To assess the effects of oxyradicals on cardiac beta-adrenoceptors, G-proteins and adenylyl cyclase, rat heart membranes were incubated with xanthine (X) plus xanthine oxidase (XO) for different intervals. The basal as well as forskolin-, NaF-, 5'-guanylylimidodiphosphate and isoproterenol-stimulated adenylyl cyclase activities showed an increase at 10 min and a decrease at 30 min of incubation with X plus XO. Treatment of membranes with H2O2 also produced biphasic changes in adenylyl cyclase activities. The density of beta1-adrenoceptors was decreased when cardiac membranes were treated with X plus XO for 10 and 30 min whereas the affinity of beta1-adrenoceptors was increased after 10 min and reduced after 30 min of incubation. The beta2-adrenoceptors were not modified at 10 min whereas incubation of cardiac membranes with X plus XO for 30 min increased the affinity and decreased the density.

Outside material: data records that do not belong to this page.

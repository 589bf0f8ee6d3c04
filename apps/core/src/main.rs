fn main() {
    let args: Vec<String> = std::env::args().skip(1).collect();
    let command = match appsweep_core::runtime::parse_cli_args(&args) {
        Ok(command) => command,
        Err(error) => {
            eprintln!("[appsweep-core] {error}");
            std::process::exit(2);
        }
    };

    if let Err(error) = appsweep_core::runtime::run(command) {
        eprintln!("[appsweep-core] {error}");
        std::process::exit(1);
    }
}
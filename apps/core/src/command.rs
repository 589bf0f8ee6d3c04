use std::fmt::{Display, Formatter};
use std::path::Path;

const EXECUTABLE_SUFFIX: &str = ".exe";

/// An uninstall command split into an executable path and its arguments.
/// Argument tokens keep whatever quoting the registry value carried.
#[derive(Debug, Clone, PartialEq, Eq)]
pub struct ParsedCommand {
    pub path: String,
    pub args: Vec<String>,
}

#[derive(Debug, Clone, PartialEq, Eq)]
pub enum ParseError {
    EmptyCommand,
    UnterminatedQuote(String),
    NoExecutable(String),
    MissingExecutable(String),
}

impl Display for ParseError {
    fn fmt(&self, f: &mut Formatter<'_>) -> std::fmt::Result {
        match self {
            Self::EmptyCommand => write!(f, "uninstall command is empty"),
            Self::UnterminatedQuote(command) => {
                write!(f, "invalid command format: {command}")
            }
            Self::NoExecutable(command) => {
                write!(f, "no executable found in command: {command}")
            }
            Self::MissingExecutable(path) => write!(f, "executable not found: {path}"),
        }
    }
}

impl std::error::Error for ParseError {}

/// Parses a raw uninstall command against the real filesystem.
pub fn parse(command: &str) -> Result<ParsedCommand, ParseError> {
    parse_with(command, |candidate| Path::new(candidate).exists())
}

/// Parses a raw uninstall command, using `exists` to decide whether a
/// candidate executable path is present on disk.
///
/// Exactly two shapes are recognized, in order: a quoted path followed by
/// arguments, and an unquoted path found by accumulating space-separated
/// chunks until the text ends in `.exe`. This is deliberately not a shell
/// grammar; escaped quotes, nesting, and variable expansion are rejected
/// territory.
pub fn parse_with<F>(command: &str, exists: F) -> Result<ParsedCommand, ParseError>
where
    F: Fn(&str) -> bool,
{
    let trimmed = command.trim();
    if trimmed.is_empty() {
        return Err(ParseError::EmptyCommand);
    }

    if let Some(rest) = trimmed.strip_prefix('"') {
        let Some(end_quote) = rest.find('"') else {
            return Err(ParseError::UnterminatedQuote(trimmed.to_string()));
        };
        let path = &rest[..end_quote];
        if !exists(path) {
            return Err(ParseError::MissingExecutable(path.to_string()));
        }
        let args = split_argument_tokens(rest[end_quote + 1..].trim());
        return Ok(ParsedCommand {
            path: path.to_string(),
            args,
        });
    }

    parse_unquoted(trimmed, exists)
}

fn parse_unquoted<F>(command: &str, exists: F) -> Result<ParsedCommand, ParseError>
where
    F: Fn(&str) -> bool,
{
    let chunks: Vec<&str> = command.split(' ').filter(|part| !part.is_empty()).collect();

    let mut accumulated = String::new();
    for (index, chunk) in chunks.iter().enumerate() {
        if !accumulated.is_empty() {
            accumulated.push(' ');
        }
        accumulated.push_str(chunk);

        if !accumulated.to_ascii_lowercase().ends_with(EXECUTABLE_SUFFIX) {
            continue;
        }
        if !exists(&accumulated) {
            return Err(ParseError::MissingExecutable(accumulated));
        }
        let args = chunks[index + 1..].iter().map(|s| s.to_string()).collect();
        return Ok(ParsedCommand {
            path: accumulated,
            args,
        });
    }

    Err(ParseError::NoExecutable(command.to_string()))
}

/// Splits an argument string on unquoted spaces. Spaces inside a quoted
/// span stay in the token, and the quote characters are kept verbatim.
fn split_argument_tokens(args: &str) -> Vec<String> {
    let mut tokens = Vec::new();
    let mut current = String::new();
    let mut in_quotes = false;

    for ch in args.chars() {
        match ch {
            '"' => {
                in_quotes = !in_quotes;
                current.push(ch);
            }
            ' ' if !in_quotes => {
                if !current.is_empty() {
                    tokens.push(std::mem::take(&mut current));
                }
            }
            _ => current.push(ch),
        }
    }

    if !current.is_empty() {
        tokens.push(current);
    }

    tokens
}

Cholera toxin-stimulated adenylyl cyclase activity, cholera toxin-catalyzed ADP-ribosylation and stimulatory guanine nucleotide binding protein immunoreactivity in cardiac membranes were increased at 10 min and decreased at 30 min of incubation with X plus XO. However, the pertussis toxin-stimulated adenylyl cyclase activity, pertussis toxin-catalyzed ADP ribosylation and inhibitory guanine nucleotide binding protein immunoreactivity were not affected on treatment of membranes with X plus XO. Addition of superoxide dismutase plus catalase in the incubation medium prevented the X plus XO-induced alterations in adenylyl cyclase activities, stimulatory guanine nucleotide binding protein-related ADP-ribosylation and changes in the characteristics of beta-adrenoceptors except the increased affinity of beta1-adrenoceptors at 10 min of incubation. These data suggest that alterations in the beta1-adrenoceptor-linked stimulatory guanine nucleotide binding protein-adenylyl cyclase pathway due to X plus XO are biphasic in nature and these changes may likely be due to the formation of H2O2.